■ EXERCISE PROMPT
Exactly the lines from the top of the records below through the one containing "a CSV download" must be set down, with no line added or dropped.

■ DATA EXCERPTS

-=-=-

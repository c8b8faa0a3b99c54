//! Registration listing and export

use axum::{
    Router,
    extract::State,
    http::header,
    response::{IntoResponse, Response},
    routing::get,
};

use taller_core::export::registrations_to_csv;

use crate::routes::AppError;
use crate::state::AppState;

pub fn router() -> Router<AppState> {
    Router::new()
        .route("/registrations.json", get(list_json))
        .route("/registrations.csv", get(list_csv))
}

/// GET /registrations.json - All registrations, newest first
async fn list_json(State(state): State<AppState>) -> Result<Response, AppError> {
    let items = state.store.list().await?;
    let body = serde_json::to_string_pretty(&items)?;

    Ok((
        [(header::CONTENT_TYPE, "application/json; charset=utf-8")],
        body,
    )
        .into_response())
}

/// GET /registrations.csv - Same data as a CSV download
async fn list_csv(State(state): State<AppState>) -> Result<Response, AppError> {
    let items = state.store.list().await?;
    let disposition = format!(
        "attachment; filename=\"{}-registrations.csv\"",
        state.config.service_name
    );

    Ok((
        [
            (header::CONTENT_TYPE, "text/csv; charset=utf-8".to_string()),
            (header::CONTENT_DISPOSITION, disposition),
        ],
        registrations_to_csv(&items),
    )
        .into_response())
}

-=-=-

■ RESULT OF THIS EXERCISE
repository c8b8faa0a3b99c54
//! Registration listing and export

use axum::{
    Router,
    extract::State,
    http::header,
    response::{IntoResponse, Response},
    routing::get,
};

use taller_core::export::registrations_to_csv;

use crate::routes::AppError;
use crate::state::AppState;

pub fn router() -> Router<AppState> {
    Router::new()
        .route("/registrations.json", get(list_json))
        .route("/registrations.csv", get(list_csv))
}

/// GET /registrations.json - All registrations, newest first
async fn list_json(State(state): State<AppState>) -> Result<Response, AppError> {
    let items = state.store.list().await?;
    let body = serde_json::to_string_pretty(&items)?;

    Ok((
        [(header::CONTENT_TYPE, "application/json; charset=utf-8")],
        body,
    )
        .into_response())
}

/// GET /registrations.csv - Same data as a CSV download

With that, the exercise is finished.